#### AVAILABLE DATA

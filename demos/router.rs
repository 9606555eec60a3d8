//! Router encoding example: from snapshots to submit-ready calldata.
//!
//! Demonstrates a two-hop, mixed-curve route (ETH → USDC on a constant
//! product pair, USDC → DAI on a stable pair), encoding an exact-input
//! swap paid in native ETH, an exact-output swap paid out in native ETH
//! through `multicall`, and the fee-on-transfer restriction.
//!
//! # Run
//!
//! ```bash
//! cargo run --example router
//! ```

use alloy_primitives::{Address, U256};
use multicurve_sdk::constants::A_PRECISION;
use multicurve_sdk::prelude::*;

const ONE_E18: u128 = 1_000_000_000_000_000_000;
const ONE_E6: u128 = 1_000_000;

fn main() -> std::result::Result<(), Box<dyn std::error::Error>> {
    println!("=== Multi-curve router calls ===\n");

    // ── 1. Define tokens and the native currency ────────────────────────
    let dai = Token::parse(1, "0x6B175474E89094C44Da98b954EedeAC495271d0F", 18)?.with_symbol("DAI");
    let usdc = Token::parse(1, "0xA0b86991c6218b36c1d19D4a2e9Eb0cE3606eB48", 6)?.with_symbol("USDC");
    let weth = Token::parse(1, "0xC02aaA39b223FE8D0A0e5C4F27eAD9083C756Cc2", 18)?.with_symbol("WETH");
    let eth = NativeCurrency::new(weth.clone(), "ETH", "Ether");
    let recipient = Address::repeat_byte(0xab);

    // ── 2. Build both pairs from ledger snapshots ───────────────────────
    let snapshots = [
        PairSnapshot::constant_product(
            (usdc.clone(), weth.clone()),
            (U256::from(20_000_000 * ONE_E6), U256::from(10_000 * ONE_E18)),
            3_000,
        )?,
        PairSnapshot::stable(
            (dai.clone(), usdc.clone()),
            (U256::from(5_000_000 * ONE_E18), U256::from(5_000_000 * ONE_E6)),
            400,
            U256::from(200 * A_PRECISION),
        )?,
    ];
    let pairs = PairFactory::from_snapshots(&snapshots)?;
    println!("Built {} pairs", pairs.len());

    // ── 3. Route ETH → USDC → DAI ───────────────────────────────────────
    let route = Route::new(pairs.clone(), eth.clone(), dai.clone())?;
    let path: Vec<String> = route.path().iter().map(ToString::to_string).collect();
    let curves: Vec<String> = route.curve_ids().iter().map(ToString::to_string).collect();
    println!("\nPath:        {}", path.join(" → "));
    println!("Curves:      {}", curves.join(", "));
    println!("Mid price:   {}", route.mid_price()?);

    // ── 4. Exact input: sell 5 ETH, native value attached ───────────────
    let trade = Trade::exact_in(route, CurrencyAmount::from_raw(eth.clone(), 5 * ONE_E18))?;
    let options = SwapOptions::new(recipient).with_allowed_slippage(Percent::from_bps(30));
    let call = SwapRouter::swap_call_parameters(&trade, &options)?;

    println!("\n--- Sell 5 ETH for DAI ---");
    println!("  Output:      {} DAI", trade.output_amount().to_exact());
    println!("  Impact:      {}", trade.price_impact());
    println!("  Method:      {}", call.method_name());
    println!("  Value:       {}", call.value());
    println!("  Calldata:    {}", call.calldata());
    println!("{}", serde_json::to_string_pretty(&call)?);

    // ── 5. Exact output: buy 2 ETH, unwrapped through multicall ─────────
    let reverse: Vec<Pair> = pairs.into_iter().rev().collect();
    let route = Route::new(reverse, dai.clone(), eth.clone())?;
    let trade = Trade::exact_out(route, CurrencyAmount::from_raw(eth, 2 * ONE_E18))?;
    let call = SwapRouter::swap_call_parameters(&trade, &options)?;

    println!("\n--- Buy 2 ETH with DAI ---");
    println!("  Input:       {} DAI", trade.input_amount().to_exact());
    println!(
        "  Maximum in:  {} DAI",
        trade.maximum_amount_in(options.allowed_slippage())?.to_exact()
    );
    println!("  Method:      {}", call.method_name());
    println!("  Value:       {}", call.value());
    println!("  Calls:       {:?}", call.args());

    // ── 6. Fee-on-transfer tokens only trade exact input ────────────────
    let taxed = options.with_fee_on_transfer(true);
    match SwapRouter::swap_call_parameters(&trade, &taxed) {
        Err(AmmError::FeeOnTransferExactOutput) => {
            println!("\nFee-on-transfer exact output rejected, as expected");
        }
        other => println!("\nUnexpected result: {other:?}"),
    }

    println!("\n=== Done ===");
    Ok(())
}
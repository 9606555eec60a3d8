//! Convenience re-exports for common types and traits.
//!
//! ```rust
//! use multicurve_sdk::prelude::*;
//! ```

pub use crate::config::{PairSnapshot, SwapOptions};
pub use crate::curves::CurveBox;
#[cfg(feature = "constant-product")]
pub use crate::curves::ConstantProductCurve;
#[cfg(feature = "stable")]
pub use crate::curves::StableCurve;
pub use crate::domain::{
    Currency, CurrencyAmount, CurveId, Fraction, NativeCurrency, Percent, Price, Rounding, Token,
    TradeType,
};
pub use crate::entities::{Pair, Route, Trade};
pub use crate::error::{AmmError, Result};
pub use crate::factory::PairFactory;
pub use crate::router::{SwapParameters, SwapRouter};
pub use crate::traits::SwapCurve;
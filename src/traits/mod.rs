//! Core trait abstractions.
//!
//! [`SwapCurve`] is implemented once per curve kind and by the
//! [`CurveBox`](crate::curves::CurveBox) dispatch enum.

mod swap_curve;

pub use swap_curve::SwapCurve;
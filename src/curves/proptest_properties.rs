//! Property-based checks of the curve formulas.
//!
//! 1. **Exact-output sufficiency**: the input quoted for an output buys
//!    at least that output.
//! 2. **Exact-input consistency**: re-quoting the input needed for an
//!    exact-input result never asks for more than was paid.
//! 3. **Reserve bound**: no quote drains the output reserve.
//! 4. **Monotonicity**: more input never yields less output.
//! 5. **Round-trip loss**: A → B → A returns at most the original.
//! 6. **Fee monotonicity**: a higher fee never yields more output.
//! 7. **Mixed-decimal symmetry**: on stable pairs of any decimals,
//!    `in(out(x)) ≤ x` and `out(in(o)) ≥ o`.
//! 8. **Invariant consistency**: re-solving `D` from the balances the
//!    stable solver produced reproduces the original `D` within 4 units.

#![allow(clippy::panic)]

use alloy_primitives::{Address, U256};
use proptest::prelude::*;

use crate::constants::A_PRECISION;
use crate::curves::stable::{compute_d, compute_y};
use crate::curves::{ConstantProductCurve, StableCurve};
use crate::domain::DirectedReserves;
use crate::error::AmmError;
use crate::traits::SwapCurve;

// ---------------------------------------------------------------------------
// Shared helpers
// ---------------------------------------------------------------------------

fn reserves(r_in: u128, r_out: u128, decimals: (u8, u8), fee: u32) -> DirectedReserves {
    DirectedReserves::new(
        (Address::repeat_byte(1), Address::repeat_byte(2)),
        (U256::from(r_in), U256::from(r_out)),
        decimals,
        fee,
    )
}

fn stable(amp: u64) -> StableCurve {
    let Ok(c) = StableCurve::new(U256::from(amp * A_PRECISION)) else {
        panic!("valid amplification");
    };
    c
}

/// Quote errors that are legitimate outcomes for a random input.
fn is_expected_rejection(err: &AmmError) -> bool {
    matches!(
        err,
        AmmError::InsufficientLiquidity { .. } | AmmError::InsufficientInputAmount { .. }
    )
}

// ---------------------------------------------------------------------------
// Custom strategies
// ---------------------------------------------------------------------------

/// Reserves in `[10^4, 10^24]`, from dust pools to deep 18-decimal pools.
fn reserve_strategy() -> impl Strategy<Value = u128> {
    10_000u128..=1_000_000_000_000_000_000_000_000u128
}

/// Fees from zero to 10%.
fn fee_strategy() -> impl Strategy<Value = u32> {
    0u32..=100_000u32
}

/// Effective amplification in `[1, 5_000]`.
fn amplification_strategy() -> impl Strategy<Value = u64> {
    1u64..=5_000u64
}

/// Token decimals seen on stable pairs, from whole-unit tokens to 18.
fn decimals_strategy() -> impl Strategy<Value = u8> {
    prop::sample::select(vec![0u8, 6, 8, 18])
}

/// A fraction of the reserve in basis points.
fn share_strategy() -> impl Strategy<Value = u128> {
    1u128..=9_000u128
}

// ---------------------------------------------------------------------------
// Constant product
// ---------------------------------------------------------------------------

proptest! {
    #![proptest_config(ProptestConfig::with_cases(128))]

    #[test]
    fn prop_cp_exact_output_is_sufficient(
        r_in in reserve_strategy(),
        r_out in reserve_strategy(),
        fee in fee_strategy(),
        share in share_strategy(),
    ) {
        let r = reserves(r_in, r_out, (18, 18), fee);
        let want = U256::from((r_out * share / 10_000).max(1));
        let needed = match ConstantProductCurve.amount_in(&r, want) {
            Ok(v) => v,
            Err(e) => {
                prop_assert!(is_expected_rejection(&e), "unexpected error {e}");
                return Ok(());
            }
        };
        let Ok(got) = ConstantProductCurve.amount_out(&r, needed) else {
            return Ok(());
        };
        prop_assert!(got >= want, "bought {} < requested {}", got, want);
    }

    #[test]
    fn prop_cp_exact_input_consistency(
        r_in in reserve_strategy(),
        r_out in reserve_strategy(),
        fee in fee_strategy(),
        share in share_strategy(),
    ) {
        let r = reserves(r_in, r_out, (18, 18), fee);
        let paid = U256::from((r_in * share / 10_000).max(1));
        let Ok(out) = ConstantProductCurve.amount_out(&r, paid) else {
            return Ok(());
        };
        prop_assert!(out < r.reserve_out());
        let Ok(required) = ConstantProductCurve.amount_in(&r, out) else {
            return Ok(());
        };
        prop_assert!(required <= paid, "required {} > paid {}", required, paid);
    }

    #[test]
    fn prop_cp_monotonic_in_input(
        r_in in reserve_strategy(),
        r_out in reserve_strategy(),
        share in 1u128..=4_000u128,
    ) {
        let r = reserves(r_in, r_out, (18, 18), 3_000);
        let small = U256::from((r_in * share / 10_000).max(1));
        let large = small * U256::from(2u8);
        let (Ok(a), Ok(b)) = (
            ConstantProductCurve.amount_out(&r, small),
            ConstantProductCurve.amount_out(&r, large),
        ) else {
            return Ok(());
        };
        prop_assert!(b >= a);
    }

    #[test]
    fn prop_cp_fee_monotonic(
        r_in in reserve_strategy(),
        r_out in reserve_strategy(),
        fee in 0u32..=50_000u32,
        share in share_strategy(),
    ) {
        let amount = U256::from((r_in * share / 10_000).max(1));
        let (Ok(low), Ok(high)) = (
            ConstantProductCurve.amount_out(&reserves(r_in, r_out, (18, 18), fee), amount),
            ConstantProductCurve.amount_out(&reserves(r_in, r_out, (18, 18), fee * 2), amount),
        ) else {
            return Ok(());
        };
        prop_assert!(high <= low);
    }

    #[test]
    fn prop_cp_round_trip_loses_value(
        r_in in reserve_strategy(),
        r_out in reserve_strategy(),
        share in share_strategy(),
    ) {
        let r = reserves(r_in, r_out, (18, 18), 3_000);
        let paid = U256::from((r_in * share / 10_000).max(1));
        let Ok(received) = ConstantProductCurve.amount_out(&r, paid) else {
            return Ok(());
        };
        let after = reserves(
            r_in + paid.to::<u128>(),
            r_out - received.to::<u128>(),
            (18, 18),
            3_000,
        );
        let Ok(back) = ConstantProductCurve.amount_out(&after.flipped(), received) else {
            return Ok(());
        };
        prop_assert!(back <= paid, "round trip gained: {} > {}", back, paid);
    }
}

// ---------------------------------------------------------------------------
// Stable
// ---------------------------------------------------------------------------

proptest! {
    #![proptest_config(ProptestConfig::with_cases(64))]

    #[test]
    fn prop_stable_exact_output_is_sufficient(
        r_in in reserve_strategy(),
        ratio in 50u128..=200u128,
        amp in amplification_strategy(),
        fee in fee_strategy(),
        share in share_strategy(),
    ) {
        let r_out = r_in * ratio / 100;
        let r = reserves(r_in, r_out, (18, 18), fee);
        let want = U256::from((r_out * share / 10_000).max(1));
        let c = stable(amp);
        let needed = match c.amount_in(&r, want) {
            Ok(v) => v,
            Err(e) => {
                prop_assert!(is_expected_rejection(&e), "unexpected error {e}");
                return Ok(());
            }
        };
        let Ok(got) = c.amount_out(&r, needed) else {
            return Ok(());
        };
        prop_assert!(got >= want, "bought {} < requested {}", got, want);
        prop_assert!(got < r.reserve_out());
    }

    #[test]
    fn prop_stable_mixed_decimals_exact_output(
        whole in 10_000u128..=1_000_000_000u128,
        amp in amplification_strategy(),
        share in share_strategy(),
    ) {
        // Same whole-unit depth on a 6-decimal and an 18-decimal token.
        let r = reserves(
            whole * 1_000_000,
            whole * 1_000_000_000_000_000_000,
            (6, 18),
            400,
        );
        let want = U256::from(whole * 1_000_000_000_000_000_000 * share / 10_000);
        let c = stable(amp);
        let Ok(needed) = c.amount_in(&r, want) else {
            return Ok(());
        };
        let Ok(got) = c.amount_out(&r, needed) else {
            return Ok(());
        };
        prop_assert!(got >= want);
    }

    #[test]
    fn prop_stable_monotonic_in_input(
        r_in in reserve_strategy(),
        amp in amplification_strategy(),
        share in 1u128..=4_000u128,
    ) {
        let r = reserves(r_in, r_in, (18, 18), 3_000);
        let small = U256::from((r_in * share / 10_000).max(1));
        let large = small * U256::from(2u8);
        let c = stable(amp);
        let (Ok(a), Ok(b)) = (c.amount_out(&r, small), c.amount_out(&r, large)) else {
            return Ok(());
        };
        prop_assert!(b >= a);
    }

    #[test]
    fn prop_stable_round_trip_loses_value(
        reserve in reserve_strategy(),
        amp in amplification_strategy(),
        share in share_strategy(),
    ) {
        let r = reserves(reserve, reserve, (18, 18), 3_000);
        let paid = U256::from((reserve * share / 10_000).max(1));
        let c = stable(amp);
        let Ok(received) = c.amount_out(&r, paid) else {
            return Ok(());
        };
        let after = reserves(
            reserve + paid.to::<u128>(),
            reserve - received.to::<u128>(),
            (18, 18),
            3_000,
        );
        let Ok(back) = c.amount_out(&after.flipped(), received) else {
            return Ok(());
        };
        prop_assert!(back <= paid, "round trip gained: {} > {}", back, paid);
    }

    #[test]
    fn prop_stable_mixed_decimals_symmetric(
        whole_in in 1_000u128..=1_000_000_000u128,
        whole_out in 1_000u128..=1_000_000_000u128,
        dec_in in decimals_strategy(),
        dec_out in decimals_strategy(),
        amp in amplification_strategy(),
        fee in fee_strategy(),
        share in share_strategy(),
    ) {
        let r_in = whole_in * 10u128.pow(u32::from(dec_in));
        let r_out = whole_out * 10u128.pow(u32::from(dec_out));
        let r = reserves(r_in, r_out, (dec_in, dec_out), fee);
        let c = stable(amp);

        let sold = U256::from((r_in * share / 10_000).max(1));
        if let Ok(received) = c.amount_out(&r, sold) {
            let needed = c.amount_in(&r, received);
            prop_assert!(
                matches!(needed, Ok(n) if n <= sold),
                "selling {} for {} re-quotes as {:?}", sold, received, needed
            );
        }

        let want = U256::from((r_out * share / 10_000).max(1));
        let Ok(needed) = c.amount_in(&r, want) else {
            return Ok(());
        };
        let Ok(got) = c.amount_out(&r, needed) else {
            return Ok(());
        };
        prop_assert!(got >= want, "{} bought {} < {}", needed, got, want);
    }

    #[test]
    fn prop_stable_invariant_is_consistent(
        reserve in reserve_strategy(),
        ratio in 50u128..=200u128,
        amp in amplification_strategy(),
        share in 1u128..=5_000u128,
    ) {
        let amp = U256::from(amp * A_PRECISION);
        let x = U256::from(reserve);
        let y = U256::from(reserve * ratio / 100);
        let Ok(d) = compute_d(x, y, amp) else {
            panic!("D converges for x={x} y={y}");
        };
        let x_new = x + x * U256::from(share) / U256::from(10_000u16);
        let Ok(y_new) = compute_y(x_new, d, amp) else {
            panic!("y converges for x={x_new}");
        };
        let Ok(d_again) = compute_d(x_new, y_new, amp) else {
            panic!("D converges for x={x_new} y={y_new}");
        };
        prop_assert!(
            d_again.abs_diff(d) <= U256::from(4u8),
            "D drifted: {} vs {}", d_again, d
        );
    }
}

########
#### AVAILABLE DATA

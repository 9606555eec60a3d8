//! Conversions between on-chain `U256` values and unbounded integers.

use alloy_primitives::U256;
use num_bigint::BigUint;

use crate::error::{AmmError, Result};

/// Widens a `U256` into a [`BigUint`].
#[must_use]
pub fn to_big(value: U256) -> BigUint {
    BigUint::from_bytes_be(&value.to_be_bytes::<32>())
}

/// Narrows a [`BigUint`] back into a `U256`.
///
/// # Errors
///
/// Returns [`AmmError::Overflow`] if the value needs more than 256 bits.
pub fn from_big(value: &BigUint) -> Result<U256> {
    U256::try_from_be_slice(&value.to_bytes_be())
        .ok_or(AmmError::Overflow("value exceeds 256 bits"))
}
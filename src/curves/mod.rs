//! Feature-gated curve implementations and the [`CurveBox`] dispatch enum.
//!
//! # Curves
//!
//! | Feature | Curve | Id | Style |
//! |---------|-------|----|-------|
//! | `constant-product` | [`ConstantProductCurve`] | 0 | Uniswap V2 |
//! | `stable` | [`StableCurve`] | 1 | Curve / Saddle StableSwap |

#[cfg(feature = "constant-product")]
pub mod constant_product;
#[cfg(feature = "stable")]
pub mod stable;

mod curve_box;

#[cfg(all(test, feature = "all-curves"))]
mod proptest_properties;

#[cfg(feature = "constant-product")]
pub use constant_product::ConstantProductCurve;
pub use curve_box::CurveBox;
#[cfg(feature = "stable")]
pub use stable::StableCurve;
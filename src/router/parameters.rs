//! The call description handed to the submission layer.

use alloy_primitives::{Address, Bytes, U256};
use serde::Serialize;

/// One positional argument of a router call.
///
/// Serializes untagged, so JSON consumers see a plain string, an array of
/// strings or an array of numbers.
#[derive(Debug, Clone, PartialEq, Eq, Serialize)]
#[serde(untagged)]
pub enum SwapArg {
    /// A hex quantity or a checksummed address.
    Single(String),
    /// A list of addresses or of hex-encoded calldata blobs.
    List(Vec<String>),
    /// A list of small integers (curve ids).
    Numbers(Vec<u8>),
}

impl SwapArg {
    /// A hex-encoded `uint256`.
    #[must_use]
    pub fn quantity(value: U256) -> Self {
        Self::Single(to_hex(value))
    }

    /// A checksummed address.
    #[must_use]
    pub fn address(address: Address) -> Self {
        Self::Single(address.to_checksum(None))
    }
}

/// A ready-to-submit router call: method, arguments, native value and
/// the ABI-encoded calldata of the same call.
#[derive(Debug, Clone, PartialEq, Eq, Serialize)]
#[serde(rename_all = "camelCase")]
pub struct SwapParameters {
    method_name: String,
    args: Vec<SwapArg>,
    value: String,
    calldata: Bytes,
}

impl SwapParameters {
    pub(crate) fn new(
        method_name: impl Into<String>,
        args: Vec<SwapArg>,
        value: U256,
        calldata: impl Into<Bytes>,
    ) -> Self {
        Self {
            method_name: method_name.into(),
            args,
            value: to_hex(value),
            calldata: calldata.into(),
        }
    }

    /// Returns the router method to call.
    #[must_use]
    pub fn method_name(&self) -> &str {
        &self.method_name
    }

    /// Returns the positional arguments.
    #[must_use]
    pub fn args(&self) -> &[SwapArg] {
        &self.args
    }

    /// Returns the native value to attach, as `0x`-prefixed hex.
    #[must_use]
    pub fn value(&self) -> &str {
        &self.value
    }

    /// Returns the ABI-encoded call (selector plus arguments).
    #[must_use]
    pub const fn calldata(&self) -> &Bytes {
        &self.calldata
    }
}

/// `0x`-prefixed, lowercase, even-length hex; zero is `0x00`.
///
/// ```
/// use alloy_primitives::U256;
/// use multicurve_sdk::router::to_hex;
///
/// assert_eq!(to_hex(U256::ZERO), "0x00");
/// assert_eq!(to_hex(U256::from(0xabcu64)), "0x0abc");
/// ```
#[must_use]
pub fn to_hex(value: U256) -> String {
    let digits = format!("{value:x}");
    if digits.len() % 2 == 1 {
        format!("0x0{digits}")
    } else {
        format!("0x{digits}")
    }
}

########

▶ _WHAT TO DO_:
A single number, please: how many lines in the data above contain the string "checksummed"?

▶ _TASK RESULT_:
2